Homemade Escape-The-Room
February 12, 2016 2:09 PM   Subscribe

I'd like to make an Escape-The-Room type game for some friends and need puzzle / storyline suggestions.

A small group of us did our first Escape-The-Room game and fell in love (we didn’t escape but came oh so close!). I was talking with one of my friends about the experience and we think that it would be a blast to create one for some of the friends that couldn’t attend. We’re brainstorming and I want to tap into the Metafilter Hivemind for help.

Location will be at my house, probably in the basement
Basement is fairly large and has some unique features, including a (lockable!) soundbooth and a laundry chute
Area around the water heater is fenced off and could act as a ‘second room’
House also has a small backyard with a shed

We plan on inviting three to five friends. The tricky thing is that two of these friends are heavily involved in the haunted house industry so I’m assuming they’ve done a few Escape-The-Rooms before or at least have some familiarity. I would love to reuse the more devious tricks from our room but I’m worried that they’d immediately spot them.

We also feel like this is a good opportunity to incorporate elements that might not be appropriate for the general public, such as fire, destroying objects, and blood and gore. Haunted house people have seen everything so nothing we do will be too much.

I’d like to come up with some kind of storyline and I’m strongly considering a wholesale ripoff of The 7th Guest, complete with playing the music while they try and escape, but I’m open to anything.

Assume that we have access to a wide variety of theatrical equipment and are willing to buy what we don’t have.

I turn to you now, Metafilter: what puzzles should we include to trap our friends in my basement forever?
posted by Diskeater to Grab Bag (5 answers total) 6 users marked this as a favorite
Some sort of Edgar Allen Poe "Telltale Heart" variation? They've been walled into the basement and have to escape before....zombies appear? Zombies make everything better.
posted by xingcat at 3:03 PM on February 12, 2016

I haven't done one of these, so my ideas might be based on misconceptions, but a bit like how you can tell when a clock was broken by the position the hands stopped in, I suggest including a puzzle that, crime-scene-like, it requires the room to be untouched to figure out what happened there, detective-style.

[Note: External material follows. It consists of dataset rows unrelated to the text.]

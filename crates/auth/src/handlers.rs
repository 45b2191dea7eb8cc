//! HTTP handlers for auth routes.

use axum::{
    extract::{rejection::JsonRejection, State},
    routing::{get, post},
    Json, Router,
};
use axum_extra::extract::cookie::{Cookie, SameSite};
use axum_extra::extract::CookieJar;
use campus_core::auth::{AuthError as CoreError, Session, SessionId};
use chrono::Duration;
use serde::Deserialize;
use serde_json::{json, Value};

use crate::error::AuthError;
use crate::extractors::CurrentUser;
use crate::jwt::issue_token;
use crate::password::verify_password;
use crate::AuthState;

/// Body of `POST /auth/login`.
#[derive(Debug, Deserialize)]
pub struct LoginRequest {
    /// Username or email.
    pub identifier: String,
    pub password: String,
}

/// Creates the auth router with all authentication routes.
///
/// Routes:
/// - `POST /auth/login` - Verify credentials, start a session, issue a bearer token
/// - `POST /auth/logout` - End current session
/// - `POST /auth/logout-all` - End all sessions for current user
/// - `GET /auth/me` - Get current authenticated user
pub fn auth_routes() -> Router<AuthState> {
    Router::new()
        .route("/auth/login", post(login))
        .route("/auth/logout", post(logout))
        .route("/auth/logout-all", post(logout_all))
        .route("/auth/me", get(me))
}

async fn login(
    State(state): State<AuthState>,
    jar: CookieJar,
    body: Result<Json<LoginRequest>, JsonRejection>,
) -> Result<(CookieJar, Json<Value>), AuthError> {
    let Json(request) = body.map_err(|e| AuthError::BadRequest(e.body_text()))?;

    let credentials = state
        .users
        .get_user_credentials(request.identifier.trim())
        .await
        .map_err(AuthError::storage)?;

    let Some(credentials) = credentials else {
        tracing::info!(identifier = %request.identifier, "Login for unknown account");
        return Err(CoreError::InvalidCredentials.into());
    };

    if !verify_password(&request.password, &credentials.password_hash).await? {
        tracing::info!(user_id = %credentials.user.id, "Login with wrong password");
        return Err(CoreError::InvalidCredentials.into());
    }

    let user = credentials.user;
    let now = state.clock.now_utc();
    let ttl_secs = state.config.session_ttl.as_secs() as i64;

    let session = Session::open(user.id, now, Duration::seconds(ttl_secs));
    state.sessions.create_session(&session).await?;

    let token = issue_token(&state.config, &user, now)?;

    let cookie = Cookie::build((state.config.cookie_name.clone(), session.id.to_string()))
        .path("/")
        .http_only(true)
        .secure(state.config.cookie_secure)
        .same_site(SameSite::Lax)
        .max_age(time::Duration::seconds(ttl_secs))
        .build();

    tracing::info!(user_id = %user.id, role = %user.role, "User logged in");

    Ok((
        jar.add(cookie),
        Json(json!({
            "message": "Login successful",
            "data": { "user": user, "token": token },
        })),
    ))
}

async fn logout(
    State(state): State<AuthState>,
    CurrentUser(user): CurrentUser,
    jar: CookieJar,
) -> Result<(CookieJar, Json<Value>), AuthError> {
    let session_id = jar
        .get(&state.config.cookie_name)
        .and_then(|cookie| SessionId::parse(cookie.value()));
    if let Some(session_id) = session_id {
        state.sessions.delete_session(&session_id).await?;
    }

    tracing::info!(user_id = %user.id, "User logged out");

    let jar = jar.remove(Cookie::build(state.config.cookie_name.clone()).path("/"));
    Ok((jar, Json(json!({ "message": "Logged out", "data": null }))))
}

async fn logout_all(
    State(state): State<AuthState>,
    CurrentUser(user): CurrentUser,
    jar: CookieJar,
) -> Result<(CookieJar, Json<Value>), AuthError> {
    let ended = state.sessions.delete_user_sessions(user.id).await?;

    tracing::info!(user_id = %user.id, sessions = ended, "All sessions ended");

    let jar = jar.remove(Cookie::build(state.config.cookie_name.clone()).path("/"));
    Ok((
        jar,
        Json(json!({ "message": "Logged out of all sessions", "data": null })),
    ))
}

async fn me(CurrentUser(user): CurrentUser) -> Json<Value> {
    Json(json!({ "message": "Current user", "data": user }))
}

The tricksy bit is that the first thing the players will naturally do is start investigating the room, moving things about as they examine them, thus systematically destroying the information that contains the solution to the puzzle. Then they'll figure out enough of the problem to figure out how they need to figure it out and... Oh No! Everyone put everything back exactly how you found it!
...But I don't remember where this thing was? Do you remember?! You?! Anyone?! Bueller?

Of course, it is possible that the players might mess up the "crime-scene" irrevocably before they realize they have to treat it like a crime-scene, fortunately you foresaw their incompetence and left them a hidden second-chance: the room contains an old digital camera. Find new batteries for the camera and look in the photo memory, and someone (or something) took a photo of the room before the players messed it up.
posted by anonymisc at 3:40 PM on February 12, 2016 [1 favorite]

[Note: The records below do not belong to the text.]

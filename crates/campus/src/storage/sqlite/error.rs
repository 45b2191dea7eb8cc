//! SQLite error mapping.
//!
//! Maps `tokio_rusqlite::Error` and `rusqlite::Error` to `RepositoryError` from
//! `campus_core::storage`. Constraint violations map to semantic variants:
//! UNIQUE/PRIMARY KEY to `AlreadyExists`, FOREIGN KEY to `InvalidData` on
//! writes and to `Referenced` on deletes.

use campus_core::storage::RepositoryError;

/// What the failing statement was doing.
#[derive(Debug, Clone, Copy, PartialEq, Eq)]
pub enum Op {
    Write,
    Delete,
}

fn is_constraint(err: &rusqlite::Error, extended_code: i32) -> bool {
    matches!(err, rusqlite::Error::SqliteFailure(e, _) if e.extended_code == extended_code)
}

/// Maps a rusqlite error to a RepositoryError.
fn map_rusqlite_error(
    err: &rusqlite::Error,
    entity_type: &'static str,
    id: &str,
    op: Op,
) -> RepositoryError {
    if is_constraint(err, rusqlite::ffi::SQLITE_CONSTRAINT_UNIQUE)
        || is_constraint(err, rusqlite::ffi::SQLITE_CONSTRAINT_PRIMARYKEY)
    {
        return RepositoryError::AlreadyExists {
            entity_type,
            id: id.to_string(),
        };
    }

    if is_constraint(err, rusqlite::ffi::SQLITE_CONSTRAINT_FOREIGNKEY) {
        return match op {
            Op::Delete => RepositoryError::Referenced {
                entity_type,
                id: id.to_string(),
            },
            Op::Write => RepositoryError::InvalidData(format!(
                "{entity_type} {id} references a record that does not exist"
            )),
        };
    }

    match err {
        rusqlite::Error::SqliteFailure(sqlite_err, _)
            if sqlite_err.code == rusqlite::ErrorCode::CannotOpen =>
        {
            RepositoryError::ConnectionFailed(format!("Cannot open database: {err}"))
        }

        rusqlite::Error::QueryReturnedNoRows => RepositoryError::NotFound {
            entity_type,
            id: id.to_string(),
        },

        rusqlite::Error::FromSqlConversionFailure(..) => {
            RepositoryError::Serialization(err.to_string())
        }

        _ => RepositoryError::QueryFailed(err.to_string()),
    }
}

/// Maps a tokio_rusqlite error to a RepositoryError.
///
/// This is the main entry point for error mapping in async code.
pub fn map_error(
    err: tokio_rusqlite::Error,
    entity_type: &'static str,
    id: impl Into<String>,
    op: Op,
) -> RepositoryError {
    match &err {
        tokio_rusqlite::Error::Rusqlite(rusqlite_err) => {
            map_rusqlite_error(rusqlite_err, entity_type, &id.into(), op)
        }
        tokio_rusqlite::Error::Close(_) => {
            RepositoryError::ConnectionFailed("Connection closed unexpectedly".to_string())
        }
        tokio_rusqlite::Error::ConnectionClosed => {
            RepositoryError::ConnectionFailed("Connection closed".to_string())
        }
        _ => RepositoryError::QueryFailed(err.to_string()),
    }
}

#[cfg(test)]
mod tests {
    use super::*;
    use rusqlite::ffi;

    fn constraint(extended_code: i32) -> tokio_rusqlite::Error {
        let sqlite_err = ffi::Error {
            code: rusqlite::ErrorCode::ConstraintViolation,
            extended_code,
        };
        tokio_rusqlite::Error::Rusqlite(rusqlite::Error::SqliteFailure(sqlite_err, None))
    }

    #[test]
    fn test_unique_constraint_maps_to_already_exists() {
        let result = map_error(
            constraint(ffi::SQLITE_CONSTRAINT_UNIQUE),
            "AttendanceRecord",
            "u-1",
            Op::Write,
        );

        assert_eq!(
            result,
            RepositoryError::AlreadyExists {
                entity_type: "AttendanceRecord",
                id: "u-1".to_string(),
            }
        );
    }

    #[test]
    fn test_foreign_key_depends_on_operation() {
        let write = map_error(
            constraint(ffi::SQLITE_CONSTRAINT_FOREIGNKEY),
            "Address",
            "a-1",
            Op::Write,
        );
        assert!(matches!(write, RepositoryError::InvalidData(_)));

        let delete = map_error(
            constraint(ffi::SQLITE_CONSTRAINT_FOREIGNKEY),
            "User",
            "u-1",
            Op::Delete,
        );
        assert!(matches!(
            delete,
            RepositoryError::Referenced {
                entity_type: "User",
                ..
            }
        ));
    }

    #[test]
    fn test_no_rows_maps_to_not_found() {
        let err = tokio_rusqlite::Error::Rusqlite(rusqlite::Error::QueryReturnedNoRows);

        let result = map_error(err, "Term", "abc-123", Op::Write);

        assert_eq!(
            result,
            RepositoryError::NotFound {
                entity_type: "Term",
                id: "abc-123".to_string(),
            }
        );
    }

    #[test]
    fn test_other_error_maps_to_query_failed() {
        let err = tokio_rusqlite::Error::Other(Box::new(std::io::Error::other("test error")));

        let result = map_error(err, "User", "u-1", Op::Write);

        assert!(matches!(result, RepositoryError::QueryFailed(_)));
    }
}
//! Redis session storage implementation.

use std::time::Duration;

use async_trait::async_trait;
use fred::prelude::*;
use uuid::Uuid;

use campus_core::auth::{AuthError, Result, Session, SessionId, SessionRepository};

/// Redis-backed session storage.
///
/// Each session is a JSON value under `campus:session:{id}` expiring with
/// the session. A per-user set under `campus:user-sessions:{user_id}`
/// indexes the ids for revocation and carries the same TTL, refreshed on
/// every login.
pub struct SessionStore {
    pool: Pool,
    session_ttl: Duration,
}

impl SessionStore {
    pub fn new(pool: Pool, session_ttl: Duration) -> Self {
        Self { pool, session_ttl }
    }

    fn session_key(id: &SessionId) -> String {
        format!("campus:session:{}", id)
    }

    fn user_sessions_key(user_id: Uuid) -> String {
        format!("campus:user-sessions:{}", user_id)
    }

    fn ttl_secs(&self) -> i64 {
        i64::try_from(self.session_ttl.as_secs()).unwrap_or(i64::MAX)
    }
}

fn storage(error: impl std::fmt::Display) -> AuthError {
    AuthError::Storage(error.to_string())
}

#[async_trait]
impl SessionRepository for SessionStore {
    async fn create_session(&self, session: &Session) -> Result<()> {
        let value = serde_json::to_string(session).map_err(storage)?;
        let ttl = self.ttl_secs();

        self.pool
            .set::<(), _, _>(
                Self::session_key(&session.id),
                value,
                Some(Expiration::EX(ttl)),
                None,
                false,
            )
            .await
            .map_err(storage)?;

        let index = Self::user_sessions_key(session.user_id);
        self.pool
            .sadd::<(), _, _>(&index, session.id.as_str())
            .await
            .map_err(storage)?;
        self.pool
            .expire::<(), _>(&index, ttl, None)
            .await
            .map_err(storage)?;

        Ok(())
    }

    async fn get_session(&self, id: &SessionId) -> Result<Option<Session>> {
        let value: Option<String> = self
            .pool
            .get(Self::session_key(id))
            .await
            .map_err(storage)?;

        value
            .map(|json| serde_json::from_str(&json).map_err(storage))
            .transpose()
    }

    async fn delete_session(&self, id: &SessionId) -> Result<()> {
        let Some(session) = self.get_session(id).await? else {
            return Ok(());
        };

        self.pool
            .del::<(), _>(Self::session_key(id))
            .await
            .map_err(storage)?;
        self.pool
            .srem::<(), _, _>(Self::user_sessions_key(session.user_id), id.as_str())
            .await
            .map_err(storage)?;

        Ok(())
    }

    async fn delete_user_sessions(&self, user_id: Uuid) -> Result<u64> {
        let index = Self::user_sessions_key(user_id);
        let ids: Vec<String> = self.pool.smembers(&index).await.map_err(storage)?;

        // Index members may outlive their session keys; DEL reports only
        // the keys that still existed.
        let removed: i64 = if ids.is_empty() {
            0
        } else {
            let keys: Vec<String> = ids
                .into_iter()
                .map(|id| Self::session_key(&SessionId::new(id)))
                .collect();
            self.pool.del(keys).await.map_err(storage)?
        };

        self.pool.del::<(), _>(&index).await.map_err(storage)?;

        Ok(u64::try_from(removed).unwrap_or(0))
    }
}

There are two rooms. One room has some minor puzzles that unlock the door to the other room.

Here's the catch: Anyone that enters Room 2 must first be blindfolded. The only way they can navigate Room 2 is by FaceTiming or video-calling a person in Room 1. The phone is a camera and a two-way radio. People in Room 1 have to guide the blindfolded person in Room 2, using only what they can see from the phone's video feed.

There are puzzles in Room 2 that unlock items that can be taken back to Room 1, and those items are used to solve Room 1 puzzles that allow the players to escape and complete the game.

"Hold the phone up higher. Stop. It says the key is in a box on the shelf next to a dictionary. OK, turn around, step forward. Forward. OK, now hold the phone up again. Scan the shelf with the camera. Slow. Slow. There it is! OK, now put the phone down and take the box off the shelf..."
posted by Cool Papa Bell at 4:53 PM on February 12, 2016 [2 favorites]

I have a friend who does ALL THE ROOM ESCAPE PUZZLES. Seriously. She has done all the ones here in town (which means maybe 20 or so?) plus every time she travels she does another two or three wherever she goes. Yet, when I have done them with her, she is usually still surprised by various mechanics. So I get the sense that most room escapes are fairly creative and innovative in what they do, and so even if your friends are really into them, they are unlikely to know exactly the mechanic you have borrowed from the one you did, unless they have also done that specific room.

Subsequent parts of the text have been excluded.